A report by JM Financial said the demerger will consolidate Astral’s entire chemicals portfolio under Astral Chemie, including the paints and coatings business, while Astral Limited will primarily focus on plumbing and building materials. Existing Astral shareholders will receive shares of Astral Chemie in a 1:1 ratio, with mirror shareholding. A separate listing is also proposed for the new entity, subject to regulatory and shareholder approvals, which may take at least 12 months.
Post-demerger, the key variables for Astral Chemie will include funding growth plans, improving profitability, and navigating competitive pressures, the report added. Management has guided for Rs 45-50 billion revenue (implying a CAGR of 20–25%) over the next four to five years, with EBITDA margins potentially reaching 14-15% by FY28E.The demerger rationale includes improved management focus across segments, specialisation and targeted growth, efficient capital allocation, value unlocking for shareholders, and more tailored corporate governance with independent board oversight.

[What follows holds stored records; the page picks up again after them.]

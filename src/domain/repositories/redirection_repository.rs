//! Repository trait for redirection storage.

use crate::domain::entities::{NewRedirection, Redirection};
use crate::error::AppError;
use async_trait::async_trait;

/// Storage gateway for redirection records.
///
/// Implementations must be safe to call concurrently; the HTTP layer adds no
/// locking of its own.
///
/// # Implementations
///
/// - [`crate::infrastructure::persistence::PgRedirectionRepository`] - PostgreSQL
/// - [`crate::infrastructure::persistence::InMemoryRedirectionRepository`] - process-local
#[cfg_attr(test, mockall::automock)]
#[async_trait]
pub trait RedirectionRepository: Send + Sync {
    /// Persists a new redirection and returns the stored record.
    ///
    /// # Errors
    ///
    /// Returns [`AppError::CodeConflict`] if the short code is already stored.
    /// Returns [`AppError::Storage`] if the store is unreachable or rejects the write.
    async fn insert(&self, new_redirection: NewRedirection) -> Result<Redirection, AppError>;

    /// Finds the first redirection whose short code equals `code`.
    ///
    /// Matching is exact and case-sensitive.
    ///
    /// # Errors
    ///
    /// Returns [`AppError::Storage`] on connectivity or decoding errors.
    async fn find_by_short_code(&self, code: &str) -> Result<Option<Redirection>, AppError>;

    /// Counts stored redirections.
    ///
    /// # Errors
    ///
    /// Returns [`AppError::Storage`] on database errors.
    async fn count(&self) -> Result<i64, AppError>;
}
//! Domain layer containing the redirection entity and the storage contract.
//!
//! # Architecture
//!
//! - [`entities`] - Core data structures
//! - [`repositories`] - Storage gateway trait, implemented in
//!   [`crate::infrastructure::persistence`]
//!
//! The domain layer has no dependencies on infrastructure or HTTP types.

pub mod entities;
pub mod repositories;
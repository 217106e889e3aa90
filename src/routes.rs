//! Top-level router configuration.
//!
//! # Route Structure
//!
//! - `GET  /`              - Static landing page
//! - `POST /shorten`       - Create a short link
//! - `GET  /shorten`       - Lookup of the literal code `shorten`
//! - `GET  /{short_url}`   - Short link redirect
//!
//! # Middleware
//!
//! - **Tracing** - Structured request/response logging
//! - **CORS** - Single allowed origin
//! - **Path normalization** - Trailing slash handling

use crate::api::handlers::{redirect_handler, shorten_handler, shorten_path_redirect_handler};
use crate::api::middleware::{cors, tracing};
use crate::state::AppState;
use axum::Router;
use axum::http::HeaderValue;
use axum::routing::{get, post};
use std::path::Path;
use tower::Layer;
use tower_http::normalize_path::{NormalizePath, NormalizePathLayer};
use tower_http::services::ServeFile;

/// Constructs the application router with all routes and middleware.
///
/// # Arguments
///
/// - `state` - shared application state injected into all handlers
/// - `allowed_origin` - the only origin permitted to call the API from a browser
/// - `index_file` - landing page served at `/`
pub fn app_router(
    state: AppState,
    allowed_origin: HeaderValue,
    index_file: impl AsRef<Path>,
) -> NormalizePath<Router> {
    NormalizePathLayer::trim_trailing_slash().layer(router(state, allowed_origin, index_file))
}

/// Routes and per-request middleware, without path normalization.
fn router(state: AppState, allowed_origin: HeaderValue, index_file: impl AsRef<Path>) -> Router {
    Router::new()
        .route_service("/", ServeFile::new(index_file))
        .route(
            "/shorten",
            post(shorten_handler).get(shorten_path_redirect_handler),
        )
        .route("/{short_url}", get(redirect_handler))
        .with_state(state)
        .layer(cors::layer(allowed_origin))
        .layer(tracing::layer())
}
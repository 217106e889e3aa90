//! Application layer services implementing business logic.
//!
//! Services consume repository traits and provide a clean API for HTTP
//! handlers.
//!
//! - [`services::redirection_service::RedirectionService`] - Short link creation and resolution

pub mod services;
//! HTTP server initialization and runtime setup.
//!
//! Handles the database connection, migrations, dependency wiring, and the
//! Axum server lifecycle.

use crate::config::Config;
use crate::infrastructure::persistence::PgRedirectionRepository;
use crate::routes::app_router;
use crate::state::AppState;

use anyhow::{Context, Result};
use axum::ServiceExt;
use axum::extract::Request;
use sqlx::PgPool;
use sqlx::postgres::PgPoolOptions;
use std::sync::Arc;
use std::time::Duration;

/// Embedded schema migrations, applied at startup and by the admin CLI.
pub static MIGRATOR: sqlx::migrate::Migrator = sqlx::migrate!("./migrations");

/// Opens the process-wide PostgreSQL pool.
///
/// # Errors
///
/// Returns an error if the database is unreachable.
pub async fn connect(config: &Config) -> Result<PgPool> {
    let pool = PgPoolOptions::new()
        .max_connections(config.db_max_connections)
        .acquire_timeout(Duration::from_secs(config.db_connect_timeout))
        .connect(&config.database_url)
        .await
        .context("Failed to connect to database")?;

    Ok(pool)
}

/// Runs the HTTP server with the given configuration.
///
/// Initializes:
/// - PostgreSQL connection pool
/// - Schema migrations
/// - Storage gateway and redirection service
/// - Axum HTTP server with graceful shutdown
///
/// # Errors
///
/// Returns an error if:
/// - Database connection or migration fails
/// - Server bind fails
/// - Server runtime error occurs
pub async fn run(config: Config) -> Result<()> {
    let pool = connect(&config).await?;
    tracing::info!("Connected to database");

    MIGRATOR
        .run(&pool)
        .await
        .context("Failed to apply migrations")?;
    tracing::info!("Migrations applied");

    let repository = Arc::new(PgRedirectionRepository::new(Arc::new(pool)));
    let state = AppState::new(repository, config.base_url.clone());

    let app = app_router(state, config.allowed_origin_header()?, &config.index_file);

    let addr = config.socket_addr()?;
    let listener = tokio::net::TcpListener::bind(addr)
        .await
        .with_context(|| format!("Failed to bind {addr}"))?;
    tracing::info!("Listening on http://{addr}");

    axum::serve(listener, ServiceExt::<Request>::into_make_service(app))
        .with_graceful_shutdown(shutdown_signal())
        .await?;

    tracing::info!("Server stopped");

    Ok(())
}

/// Resolves on Ctrl-C or SIGTERM.
async fn shutdown_signal() {
    let ctrl_c = async {
        if let Err(e) = tokio::signal::ctrl_c().await {
            tracing::error!("Failed to listen for Ctrl-C: {}", e);
            std::future::pending::<()>().await;
        }
    };

    #[cfg(unix)]
    let terminate = async {
        match tokio::signal::unix::signal(tokio::signal::unix::SignalKind::terminate()) {
            Ok(mut signal) => {
                signal.recv().await;
            }
            Err(e) => {
                tracing::error!("Failed to listen for SIGTERM: {}", e);
                std::future::pending::<()>().await;
            }
        }
    };

    #[cfg(not(unix))]
    let terminate = std::future::pending::<()>();

    tokio::select! {
        _ = ctrl_c => {},
        _ = terminate => {},
    }

    tracing::info!("Shutdown signal received");
}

The filing further stated that the chemicals business undertaking, along with all related assets and liabilities, will be demerged from Astral Limited and vested into Astral Chemie on a going-concern basis, as outlined in the scheme.

Also Read | SIP share of equity AUM at multi-year high, over 29% in May: Franklin Templeton India MF

The amalgamation of Al-Aziz Plastics Private Limited into Astral Limited, followed by the dissolution of the transferor company, is subject to approval from the National Company Law Tribunal (Ahmedabad Bench), SEBI, the National Stock Exchange of India, BSE, and other statutory and regulatory authorities, as well as approval from respective shareholders and creditors under applicable law.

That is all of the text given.